I have been following this "heated" debate over the proper use of the
terms heat and thermal energy, mainly to see if I could gain some
understanding about these concepts that might have eluded me. So far, all
I have picked up is that "the vast majority of instructors have it wrong."
Pardon my innocence, but if such "giants" in the field as Zemansky
and Sears and other well-known authors have consistently gotten it wrong,
why did it happen, and who are the authorities who decide that they are
wrong? This is not a sarcastic question, it is quite serious. Jim and
Leigh have consistently and persistently stated that virtually all of us
get it wrong, so they must have some authoratative source that "gets it
right." I certainly am aware that most all authors of texts, since they
cannot be authorites on all subjects, will get some things wrong or choose
to adopt an approach that doesn't fit into the mainstream of physics
thinking. However, if the authors are flat wrong (as has been suggested),
this means that the myriad of text reviewers are equally ignorant and it
begs the question, "How did so many of us get it screwed up?" and more
importantly, "What jury came to that verdict?"

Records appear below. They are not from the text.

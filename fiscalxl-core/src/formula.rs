//! Formula tokenizer and reference relocation.
//!
//! Relocating a formula means re-anchoring every relative reference by the
//! distance the formula moves, the way a spreadsheet application does when a
//! row is copied down. Only operand references are touched: string literals,
//! quoted sheet names, function names, structured references and error
//! literals pass through verbatim.

use thiserror::Error;

use crate::utils::{CellReference, LineReference, MAX_COLUMN, MAX_ROW};

/// Why a formula could not be relocated.
#[derive(Debug, Clone, PartialEq, Eq, Error)]
pub enum FormulaError {
    #[error("unterminated string literal starting at byte {0}")]
    UnterminatedString(usize),

    #[error("unterminated quoted sheet name starting at byte {0}")]
    UnterminatedSheetName(usize),

    #[error("unbalanced '[' starting at byte {0}")]
    UnbalancedBracket(usize),

    #[error("reference {0} would move outside the sheet")]
    OutOfBounds(String),
}

/// A lexical piece of a formula.
#[derive(Debug, Clone, PartialEq, Eq)]
pub enum Token<'a> {
    /// Text copied as-is: operators, literals, names, sheet prefixes.
    Literal(&'a str),
    /// A single-cell reference such as `B4` or `$C$2`.
    Cell(CellReference),
    /// A whole-row range such as `4:6`.
    Rows(LineReference, LineReference),
    /// A whole-column range such as `A:C`.
    Columns(LineReference, LineReference),
}

const ERROR_LITERALS: [&str; 8] = [
    "#NULL!",
    "#DIV/0!",
    "#VALUE!",
    "#REF!",
    "#NAME?",
    "#NUM!",
    "#N/A",
    "#GETTING_DATA",
];

#[inline]
fn is_word_byte(b: u8) -> bool {
    b.is_ascii_alphanumeric() || matches!(b, b'_' | b'.' | b'$' | b'\\' | b'?') || b >= 0x80
}

/// Split a formula (with or without the leading `=`) into tokens.
pub fn tokenize(formula: &str) -> Result<Vec<Token<'_>>, FormulaError> {
    let bytes = formula.as_bytes();
    let len = bytes.len();
    let mut tokens = Vec::new();
    let mut literal_start = 0usize;
    let mut i = 0usize;

    while i < len {
        match bytes[i] {
            b'"' => i = skip_quoted(bytes, i, b'"').ok_or(FormulaError::UnterminatedString(i))?,
            b'\'' => {
                i = skip_quoted(bytes, i, b'\'').ok_or(FormulaError::UnterminatedSheetName(i))?
            }
            b'[' => i = skip_brackets(bytes, i).ok_or(FormulaError::UnbalancedBracket(i))?,
            b'#' => {
                let rest = &formula[i..];
                i += ERROR_LITERALS
                    .iter()
                    .find(|lit| rest.starts_with(*lit))
                    .map_or(1, |lit| lit.len());
            }
            b if is_word_byte(b) => {
                let start = i;
                while i < len && is_word_byte(bytes[i]) {
                    i += 1;
                }
                let word = &formula[start..i];
                match bytes.get(i) {
                    // function call, sheet prefix or table name
                    Some(b'(') | Some(b'!') | Some(b'[') => continue,
                    Some(b':') => {
                        let second_start = i + 1;
                        let mut j = second_start;
                        while j < len && is_word_byte(bytes[j]) {
                            j += 1;
                        }
                        let second = &formula[second_start..j];
                        if let Some(token) = line_range(word, second) {
                            flush(&mut tokens, formula, literal_start, start);
                            tokens.push(token);
                            i = j;
                            literal_start = j;
                            continue;
                        }
                    }
                    _ => {}
                }
                if let Some(reference) = CellReference::parse(word) {
                    flush(&mut tokens, formula, literal_start, start);
                    tokens.push(Token::Cell(reference));
                    literal_start = i;
                }
            }
            _ => i += 1,
        }
    }
    flush(&mut tokens, formula, literal_start, len);

    Ok(tokens)
}

fn flush<'a>(tokens: &mut Vec<Token<'a>>, formula: &'a str, from: usize, to: usize) {
    if to > from {
        tokens.push(Token::Literal(&formula[from..to]));
    }
}

fn line_range<'a>(first: &str, second: &str) -> Option<Token<'a>> {
    if let (Some(a), Some(b)) = (LineReference::parse_column(first), LineReference::parse_column(second)) {
        return Some(Token::Columns(a, b));
    }
    if let (Some(a), Some(b)) = (LineReference::parse_row(first), LineReference::parse_row(second)) {
        return Some(Token::Rows(a, b));
    }
    None
}

/// Returns the index just past the closing quote. A doubled quote is an escape.
fn skip_quoted(bytes: &[u8], open: usize, quote: u8) -> Option<usize> {
    let mut i = open + 1;
    while i < bytes.len() {
        if bytes[i] == quote {
            if bytes.get(i + 1) == Some(&quote) {
                i += 2;
                continue;
            }
            return Some(i + 1);
        }
        i += 1;
    }
    None
}

fn skip_brackets(bytes: &[u8], open: usize) -> Option<usize> {
    let mut depth = 0usize;
    for (offset, &b) in bytes[open..].iter().enumerate() {
        match b {
            b'[' => depth += 1,
            b']' => {
                depth -= 1;
                if depth == 0 {
                    return Some(open + offset + 1);
                }
            }
            _ => {}
        }
    }
    None
}

/// Shift every relative reference in `formula` by the given deltas.
pub fn shift_formula(formula: &str, row_delta: i64, column_delta: i64) -> Result<String, FormulaError> {
    let tokens = tokenize(formula)?;
    let mut out = String::with_capacity(formula.len() + 8);
    for token in tokens {
        match token {
            Token::Literal(text) => out.push_str(text),
            Token::Cell(reference) => {
                let moved = reference
                    .offset(row_delta, column_delta)
                    .ok_or_else(|| FormulaError::OutOfBounds(reference.to_string()))?;
                out.push_str(&moved.to_string());
            }
            Token::Rows(a, b) => {
                let (a, b) = shift_line_range(a, b, row_delta, MAX_ROW, |l| l.index.to_string())?;
                out.push_str(&a);
                out.push(':');
                out.push_str(&b);
            }
            Token::Columns(a, b) => {
                let (a, b) = shift_line_range(a, b, column_delta, MAX_COLUMN, |l| {
                    crate::utils::column_to_letter(l.index)
                })?;
                out.push_str(&a);
                out.push(':');
                out.push_str(&b);
            }
        }
    }
    Ok(out)
}

fn shift_line_range(
    a: LineReference,
    b: LineReference,
    delta: i64,
    max: u32,
    render: impl Fn(&LineReference) -> String,
) -> Result<(String, String), FormulaError> {
    let show = |l: &LineReference| format!("{}{}", if l.absolute { "$" } else { "" }, render(l));
    let moved_a = a.offset(delta, max).ok_or_else(|| FormulaError::OutOfBounds(show(&a)))?;
    let moved_b = b.offset(delta, max).ok_or_else(|| FormulaError::OutOfBounds(show(&b)))?;
    Ok((show(&moved_a), show(&moved_b)))
}

/// Translate a formula written in cell `origin` so that it reads correctly
/// from cell `destination`. Both positions are (row, column), 1-indexed.
pub fn translate_formula(
    formula: &str,
    origin: (u32, u32),
    destination: (u32, u32),
) -> Result<String, FormulaError> {
    let row_delta = i64::from(destination.0) - i64::from(origin.0);
    let column_delta = i64::from(destination.1) - i64::from(origin.1);
    if row_delta == 0 && column_delta == 0 {
        return Ok(formula.to_string());
    }
    shift_formula(formula, row_delta, column_delta)
}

If Zemansky's text on Thermodynamics (as I remember one contributor quoting)
says that "heat is energy in transit" (or something to that effect), then
that grammatically classifies heat as a noun and Jim is vehemently stating
that heat is a verb! It makes me wonder how many other errors are in
Zemansky's text?

Finally, a question that I still want an answer to: If heat is work and
heat is a verb, then can I say, rather than heat an object, I can work it?
And my original question: "What does it mean to heat something?" It
certainly can't mean "apply heat to it," because that brings us back to the
caloric language, doesn't it? And what about thermal energy? It seems to
be another of Peck's Bad Boys. If I can't apply "thermal" to energy, is
there anything I CAN apply it to? Has it become a useless term?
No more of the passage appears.